Le Midi est double : c’est une source d’inspiration poétique et ethnographique à la fois, l’objet d’une enquête sur le réel et le lieu de la rêverie.   
Le monde méditerranéen est un espace sensoriel, dont témoignent dans l’œuvre la place de la botanique, de l’eau (mer, lacs, étangs), l’importance des odeurs, des bruits, de la lumière. Daudet insiste sur la diversité de paysages ; des mœurs, des régions parcourues (Corse, Algérie, Italie), la Méditerranée étant un puzzle de civilisations. A son image, l’œuvre de notre écrivain est un kaléidoscope où se juxtaposent des représentations contradictoires. 

3.     La dimension idéologique et politique : « Le Midi monte, le Midi monte… »

Quel rôle Daudet a-t-il joué – consciemment ou non – dans ce qu’on a pu appeler « la Renaissance du Sud » ? Son œuvre illustre une nouvelle approche du régionalisme littéraire (en français) mais quelle place celle-ci fait-elle aux parlers locaux, à la langue et à la littérature provençale ?
Daudet interroge aussi la place politique du Midi en France à travers l’évocation d’hommes comme Gambetta, l’analyse d’une parole publique spécifique aux méditerranéens, la question de la colonisation (Algérie), etc. 
Mais la Méditerranée est aussi un espace en pleine transformation. La question de M. Chèbe dans Fromont jeune et Risler aîné (1874) : « Eh bien, mon petit, ça va-t-il comme vous voulez, ce canal de Suez ? » montre l’actualité du débat. Daudet a-t-il eu une vision politique et sociale du monde méditerranéen à son époque ?
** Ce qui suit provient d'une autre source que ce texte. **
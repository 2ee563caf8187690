//! Graph construction, seeding, and result queries.

use std::collections::VecDeque;

use super::types::{Edge, EdgeId, Node, Parent, SolveStats, Terminal};

/// Two-terminal max-flow / min-cut engine (Boykov–Kolmogorov search trees).
///
/// Nodes are fixed at construction; arc pairs are appended by
/// [`set_edge_weight`](Self::set_edge_weight) up to the budget declared in
/// [`new`](Self::new) and are never removed. Solving mutates residual
/// capacities and tree state only, so weights may be added between solves and
/// the next solve can reuse the previous search trees.
///
/// Precondition violations (bad ids, exhausted edge budget, self loops,
/// negative directed weights) panic.
#[derive(Clone, Debug)]
pub struct GraphCut {
    pub(super) nodes: Vec<Node>,
    pub(super) edges: Vec<Edge>,
    pub(super) max_edges: usize,
    pub(super) total_flow: f32,
    pub(super) solves: u32,
    /// `queues[0]` is drained first; `queues[1]` collects newly activated
    /// nodes and doubles as the `mark_node` seed queue between solves.
    pub(super) queues: [VecDeque<usize>; 2],
    pub(super) orphans: VecDeque<usize>,
    pub(super) time: u32,
    pub(super) stats: SolveStats,
}

impl GraphCut {
    /// Allocate `num_nodes` free nodes and room for `num_edges` undirected
    /// edges (each stored as a pair of directed arcs).
    pub fn new(num_nodes: usize, num_edges: usize) -> Self {
        assert!(num_nodes > 0, "graph needs at least one node");
        Self {
            nodes: vec![Node::default(); num_nodes],
            edges: Vec::with_capacity(2 * num_edges),
            max_edges: num_edges,
            total_flow: 0.0,
            solves: 0,
            queues: [VecDeque::new(), VecDeque::new()],
            orphans: VecDeque::new(),
            time: 0,
            stats: SolveStats::default(),
        }
    }

    /// Add affinities of `node` to the source (foreground) and sink (background).
    ///
    /// Repeated calls accumulate. The part both pulls share is already cut on
    /// either side, so it goes straight into the total flow and only the
    /// difference is kept as the node's terminal residual.
    pub fn set_terminal_weights(&mut self, node: usize, source: f32, sink: f32) {
        self.check_node(node);
        let (mut source, mut sink) = (source, sink);
        let delta = self.nodes[node].residual;
        if delta > 0.0 {
            source += delta;
        } else {
            sink -= delta;
        }
        self.total_flow += source.min(sink);
        self.nodes[node].residual = source - sink;
    }

    /// Add an undirected edge of capacity `weight` between `a` and `b`.
    pub fn set_edge_weight(&mut self, a: usize, b: usize, weight: f32) {
        self.set_edge_weights(a, b, weight, weight);
    }

    /// Add a pair of directed arcs `a → b` and `b → a` with independent capacities.
    pub fn set_edge_weights(&mut self, a: usize, b: usize, weight_ab: f32, weight_ba: f32) {
        self.check_node(a);
        self.check_node(b);
        assert!(a != b, "self loop on node {a}");
        assert!(
            weight_ab >= 0.0 && weight_ba >= 0.0,
            "negative edge weight between {a} and {b}: {weight_ab}, {weight_ba}"
        );
        assert!(
            self.num_edges_added() < self.max_edges,
            "edge budget of {} exhausted",
            self.max_edges
        );

        let forward = EdgeId(self.edges.len());
        let reverse = forward.sister();
        self.edges.push(Edge {
            head: b,
            next: self.nodes[a].first,
            residual: weight_ab,
        });
        self.edges.push(Edge {
            head: a,
            next: self.nodes[b].first,
            residual: weight_ba,
        });
        self.nodes[a].first = Some(forward);
        self.nodes[b].first = Some(reverse);
    }

    /// Seed `node` for the next solve with `reuse_trees = true`.
    ///
    /// Mark every node whose terminal weights or adjacent edges changed since
    /// the previous solve.
    pub fn mark_node(&mut self, node: usize) {
        self.check_node(node);
        self.set_node_active(node);
        self.nodes[node].marked = true;
    }

    /// Segment of `node` after the last solve. Free nodes report `Background`.
    pub fn terminal(&self, node: usize) -> Terminal {
        self.check_node(node);
        let n = &self.nodes[node];
        if !n.parent.is_free() && !n.in_sink {
            Terminal::Foreground
        } else {
            Terminal::Background
        }
    }

    /// Segments of all nodes, in id order.
    pub fn labels(&self) -> Vec<Terminal> {
        (0..self.nodes.len()).map(|i| self.terminal(i)).collect()
    }

    pub fn num_nodes(&self) -> usize {
        self.nodes.len()
    }

    /// Declared edge budget.
    pub fn num_edges(&self) -> usize {
        self.max_edges
    }

    /// Edges added so far.
    pub fn num_edges_added(&self) -> usize {
        self.edges.len() / 2
    }

    /// Flow accumulated so far, including terminal pulls cancelled on insertion.
    pub fn total_flow(&self) -> f32 {
        self.total_flow
    }

    /// Counters of the most recent solve.
    pub fn stats(&self) -> SolveStats {
        self.stats
    }

    /// Number of completed solves.
    pub fn solves(&self) -> u32 {
        self.solves
    }

    /// Signed terminal residual of `node`.
    #[cfg(test)]
    pub(crate) fn residual_capacity(&self, node: usize) -> f32 {
        self.nodes[node].residual
    }

    /// Residual capacities of every arc pair, `(forward, reverse)` in creation order.
    #[cfg(test)]
    pub(crate) fn edge_residuals(&self) -> Vec<(f32, f32)> {
        self.edges
            .chunks_exact(2)
            .map(|pair| (pair[0].residual, pair[1].residual))
            .collect()
    }

    /// Queue `node` for growth unless it is already queued or being grown.
    pub(super) fn set_node_active(&mut self, node: usize) {
        let n = &mut self.nodes[node];
        if !n.active {
            n.active = true;
            self.queues[1].push_back(node);
        }
    }

    pub(super) fn add_orphan_front(&mut self, node: usize) {
        self.nodes[node].parent = Parent::Orphan;
        self.orphans.push_front(node);
    }

    pub(super) fn add_orphan_back(&mut self, node: usize) {
        self.nodes[node].parent = Parent::Orphan;
        self.orphans.push_back(node);
    }

    #[inline]
    fn check_node(&self, node: usize) {
        assert!(
            node < self.nodes.len(),
            "node id {node} out of range (graph has {} nodes)",
            self.nodes.len()
        );
    }
}
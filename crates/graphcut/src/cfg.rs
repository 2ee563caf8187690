//! Numeric defaults shared by the reference checks.
//!
//! The engine compares residuals against exact zero and needs no tolerance;
//! these constants only govern comparisons between independent solves.

/// Largest instance `Instance::brute_force_min_cut` will enumerate.
pub const BRUTE_FORCE_MAX_NODES: usize = 20;

/// Relative tolerance when comparing flows computed along different paths.
pub const FLOW_REL_TOL: f64 = 1e-4;

/// Whether two flow values agree within `FLOW_REL_TOL` (absolute near zero).
pub fn flows_agree(a: f64, b: f64) -> bool {
    (a - b).abs() <= FLOW_REL_TOL * a.abs().max(b.abs()).max(1.0)
}
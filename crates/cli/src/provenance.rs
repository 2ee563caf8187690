use anyhow::{Context, Result};
use serde::Serialize;
use serde_json::Value;
use std::fs;
use std::path::{Path, PathBuf};
use std::process::Command;

/// Subcommand and parameters recorded next to a run artifact.
pub struct Payload {
    pub command: &'static str,
    pub params: Value,
}

impl Payload {
    pub fn new(command: &'static str, params: Value) -> Self {
        Self { command, params }
    }
}

/// Contents of `<stem>.provenance.json`.
#[derive(Serialize)]
struct Sidecar<'a> {
    code_rev: String,
    graphcut_version: &'static str,
    command: &'static str,
    params: &'a Value,
    outputs: Vec<String>,
}

/// Write `summary` as pretty JSON to `out`, creating parent directories.
pub fn write_summary<T: Serialize>(out: &Path, summary: &T) -> Result<()> {
    ensure_parent(out)?;
    fs::write(out, serde_json::to_vec_pretty(summary)?)
        .with_context(|| format!("writing {}", out.display()))
}

/// Record how `artifact` was produced in a sidecar file next to it.
pub fn write_sidecar(artifact: &Path, payload: Payload) -> Result<PathBuf> {
    let path = sidecar_path(artifact);
    ensure_parent(&path)?;
    let doc = Sidecar {
        code_rev: current_git_rev(),
        graphcut_version: graphcut::VERSION,
        command: payload.command,
        params: &payload.params,
        outputs: vec![artifact.display().to_string()],
    };
    fs::write(&path, serde_json::to_vec_pretty(&doc)?)
        .with_context(|| format!("writing {}", path.display()))?;
    Ok(path)
}

fn ensure_parent(path: &Path) -> Result<()> {
    match path.parent() {
        Some(dir) if !dir.as_os_str().is_empty() => fs::create_dir_all(dir)
            .with_context(|| format!("creating output dir {}", dir.display())),
        _ => Ok(()),
    }
}

/// `runs/flow.json` -> `runs/flow.provenance.json`.
fn sidecar_path(artifact: &Path) -> PathBuf {
    artifact.with_extension("provenance.json")
}

/// `GIT_COMMIT` if set, else `git rev-parse HEAD`, else `"unknown"`.
pub fn current_git_rev() -> String {
    std::env::var("GIT_COMMIT")
        .ok()
        .filter(|rev| !rev.is_empty())
        .or_else(git_head)
        .unwrap_or_else(|| "unknown".to_string())
}

fn git_head() -> Option<String> {
    let output = Command::new("git")
        .args(["rev-parse", "HEAD"])
        .output()
        .ok()?;
    if !output.status.success() {
        return None;
    }
    let rev = String::from_utf8(output.stdout).ok()?;
    Some(rev.trim().to_string())
}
4.   Une représentation romanesque du monde méditerranéen

On sera sensible aux perspectives historiques : résurrection d’une Provence disparue et/ou voie d’effacement. Daudet a participé à la création d’une représentation mythique du Midi qui a été reprise et diffusée sous forme de stéréotypes valorisants ou négatifs : caricature ou sacralisation du folklore, le Midi menteur, hâbleur, etc. En réponse à la question de la race et du milieu posée par Hippolyte Taine, Daudet valorise les races et la culture latine dont il oppose la clarté aux brumes du Nord. 

5.    Nul n’est prophète en son pays 

On pourra étudier la réception de Daudet dans le Midi de son temps et aujourd’hui, s’intéresser à l’histoire de la mémoire de Daudet dans le Midi (histoire du Moulin, des fêtes de Fontvieille), présence des rues, des collèges et des lycées. Des écrivains et cinéastes ont repris ou adapté certaines de ses représentations. (Jean Aicard, Maurin des Maures, Pagnol, etc.).
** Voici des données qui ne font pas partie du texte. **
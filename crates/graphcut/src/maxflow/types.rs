//! Data types for the residual graph and search-tree state.
//!
//! Kept small and explicit so `build`, `solve` and `adopt` read as plain index
//! arithmetic over two arrays.

/// Index of a directed arc in `GraphCut::edges`.
///
/// Arcs are allocated in pairs, so the reverse arc of `e` is always `e ^ 1`.
#[derive(Clone, Copy, Debug, PartialEq, Eq, Hash)]
pub(crate) struct EdgeId(pub usize);

impl EdgeId {
    #[inline]
    pub(crate) fn sister(self) -> Self {
        Self(self.0 ^ 1)
    }
}

/// Segment a node is assigned to after a solve.
#[derive(Clone, Copy, Debug, PartialEq, Eq, Hash)]
pub enum Terminal {
    /// Connected to the source.
    Foreground,
    /// Connected to the sink, or left free.
    Background,
}

/// Link from a node towards the root of its search tree.
#[derive(Clone, Copy, Debug, PartialEq, Eq)]
pub(crate) enum Parent {
    /// Not part of either tree.
    Free,
    /// Tree root, attached directly to the source or sink.
    Terminal,
    /// Lost its parent during augmentation; waiting for adoption.
    Orphan,
    /// Interior node; the arc points from this node to its parent.
    Edge(EdgeId),
}

impl Parent {
    #[inline]
    pub(crate) fn is_free(self) -> bool {
        matches!(self, Parent::Free)
    }
}

/// Directed arc with its residual capacity.
#[derive(Clone, Copy, Debug)]
pub(crate) struct Edge {
    pub head: usize,
    /// Next outgoing arc of the same origin node.
    pub next: Option<EdgeId>,
    pub residual: f32,
}

/// Per-node search state.
#[derive(Clone, Copy, Debug)]
pub(crate) struct Node {
    /// Head of the outgoing adjacency list (most recently added arc first).
    pub first: Option<EdgeId>,
    pub parent: Parent,
    /// Queued as active, or currently being grown by the main loop.
    pub active: bool,
    /// Tree membership; only meaningful while `parent` is not `Free`.
    pub in_sink: bool,
    /// Seeded via `mark_node` and not yet consumed by tree reuse.
    pub marked: bool,
    pub changed: bool,
    /// Solve time at which `distance` was last known to be exact.
    pub timestamp: u32,
    /// Hops to the tree root (a root has distance 1).
    pub distance: u32,
    /// Signed terminal residual: positive pulls towards the source, negative towards the sink.
    pub residual: f32,
}

impl Default for Node {
    fn default() -> Self {
        Self {
            first: None,
            parent: Parent::Free,
            active: false,
            in_sink: false,
            marked: false,
            changed: false,
            timestamp: 0,
            distance: 0,
            residual: 0.0,
        }
    }
}

/// Counters describing the most recent `compute_maximum_flow` call.
#[derive(Clone, Copy, Debug, Default, PartialEq, Eq)]
pub struct SolveStats {
    /// Whether the previous search trees were reused.
    pub reused: bool,
    /// Main-loop iterations (one tree growth step each).
    pub growth_steps: u64,
    /// Augmenting paths pushed.
    pub augmentations: u64,
    /// Orphans that found a new parent in their own tree.
    pub orphans_adopted: u64,
    /// Orphans that became free nodes.
    pub orphans_freed: u64,
}
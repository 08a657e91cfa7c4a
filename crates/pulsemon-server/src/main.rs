use anyhow::{bail, Context, Result};
use pulsemon_common::proto::metrics_agent_server::MetricsAgentServer;
use pulsemon_crypto::Decryptor;
use pulsemon_server::http::AppState;
use pulsemon_server::service::MetricService;
use pulsemon_server::{config, grpc, http};
use std::sync::Arc;
use std::time::Duration;
use tokio::net::TcpListener;
use tokio::time::timeout;
use tokio_util::sync::CancellationToken;
use tracing_subscriber::EnvFilter;

/// How long the lifecycle waits for in-flight requests after cancellation.
const SHUTDOWN_GRACE: Duration = Duration::from_secs(3);

async fn shutdown_signal() {
    #[cfg(unix)]
    {
        use tokio::signal::unix::{signal, SignalKind};
        let mut terminate =
            signal(SignalKind::terminate()).expect("cannot install SIGTERM handler");
        let mut quit = signal(SignalKind::quit()).expect("cannot install SIGQUIT handler");
        tokio::select! {
            _ = tokio::signal::ctrl_c() => {}
            _ = terminate.recv() => {}
            _ = quit.recv() => {}
        }
    }
    #[cfg(not(unix))]
    {
        let _ = tokio::signal::ctrl_c().await;
    }
}

#[tokio::main]
async fn main() -> Result<()> {
    tracing_subscriber::fmt()
        .with_env_filter(EnvFilter::from_default_env().add_directive("pulsemon=info".parse()?))
        .init();

    let cfg = config::load()?;
    tracing::info!(
        address = %cfg.address,
        transport = ?cfg.transport,
        store_interval = ?cfg.store_interval,
        restore = cfg.restore,
        "pulsemon-server starting"
    );

    let backuper = pulsemon_storage::open(cfg.db_dsn.as_deref(), &cfg.store_file)
        .context("cannot open storage")?;
    let service = MetricService::new(backuper, cfg.sync_save(), cfg.key.clone(), cfg.restore)
        .context("cannot restore metrics")?;

    let decryptor = match &cfg.crypto_key {
        Some(path) => Some(Arc::new(
            Decryptor::from_pem_file(path)
                .with_context(|| format!("cannot load private key '{}'", path.display()))?,
        )),
        None => None,
    };

    let token = CancellationToken::new();

    if cfg.periodic_recorder() {
        tokio::spawn(
            service
                .clone()
                .run_recorder(cfg.store_interval, token.clone()),
        );
    }

    let mut server_task = match cfg.transport {
        config::Transport::Http => {
            let state = AppState {
                service: service.clone(),
                decryptor,
                trusted: cfg.trusted_subnet,
            };
            let router = http::build_router(state);
            let listener = TcpListener::bind(&cfg.address)
                .await
                .with_context(|| format!("cannot listen on '{}'", cfg.address))?;
            tracing::info!(address = %cfg.address, "HTTP server listening");
            let shutdown = token.clone();
            tokio::spawn(async move {
                axum::serve(listener, router)
                    .with_graceful_shutdown(shutdown.cancelled_owned())
                    .await
                    .map_err(anyhow::Error::from)
            })
        }
        config::Transport::Rpc => {
            let addr = tokio::net::lookup_host(&cfg.address)
                .await
                .with_context(|| format!("cannot resolve '{}'", cfg.address))?
                .next()
                .with_context(|| format!("'{}' resolves to no address", cfg.address))?;
            let svc = MetricsAgentServer::new(grpc::MetricsAgentService::new(
                service.clone(),
                cfg.trusted_subnet,
            ));
            tracing::info!(address = %addr, "RPC server listening");
            let shutdown = token.clone();
            tokio::spawn(async move {
                tonic::transport::Server::builder()
                    .add_service(svc)
                    .serve_with_shutdown(addr, shutdown.cancelled_owned())
                    .await
                    .map_err(anyhow::Error::from)
            })
        }
    };

    tokio::select! {
        res = &mut server_task => {
            token.cancel();
            service.save_now();
            match res {
                Ok(Ok(())) => bail!("server exited unexpectedly"),
                Ok(Err(e)) => return Err(e.context("server error")),
                Err(e) => return Err(anyhow::Error::from(e).context("server task panicked")),
            }
        }
        _ = shutdown_signal() => {
            tracing::info!("shutdown signal received, draining");
            token.cancel();
        }
    }

    let drained = timeout(SHUTDOWN_GRACE, &mut server_task).await;
    service.save_now();
    match drained {
        Ok(Ok(Ok(()))) => {
            tracing::info!("drain complete");
            Ok(())
        }
        Ok(Ok(Err(e))) => Err(e.context("server error during drain")),
        Ok(Err(e)) => Err(anyhow::Error::from(e).context("server task panicked")),
        Err(_) => bail!("server did not drain within {SHUTDOWN_GRACE:?}"),
    }
}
Le colloque aura lieu les vendredi 14 et samedi 15 juin 2024 à la Bergerie du château de Montauban, à Fontvieille (Bouches-du-Rhône). Il se déroulera en présentiel et aussi en visioconférence.

Les communications orales ne devront pas dépasser 20/25 min ; elles seront publiées dans la revue à comité de lecture Le Petit Chose, dont les anciens numéros se trouvent sur Gallica.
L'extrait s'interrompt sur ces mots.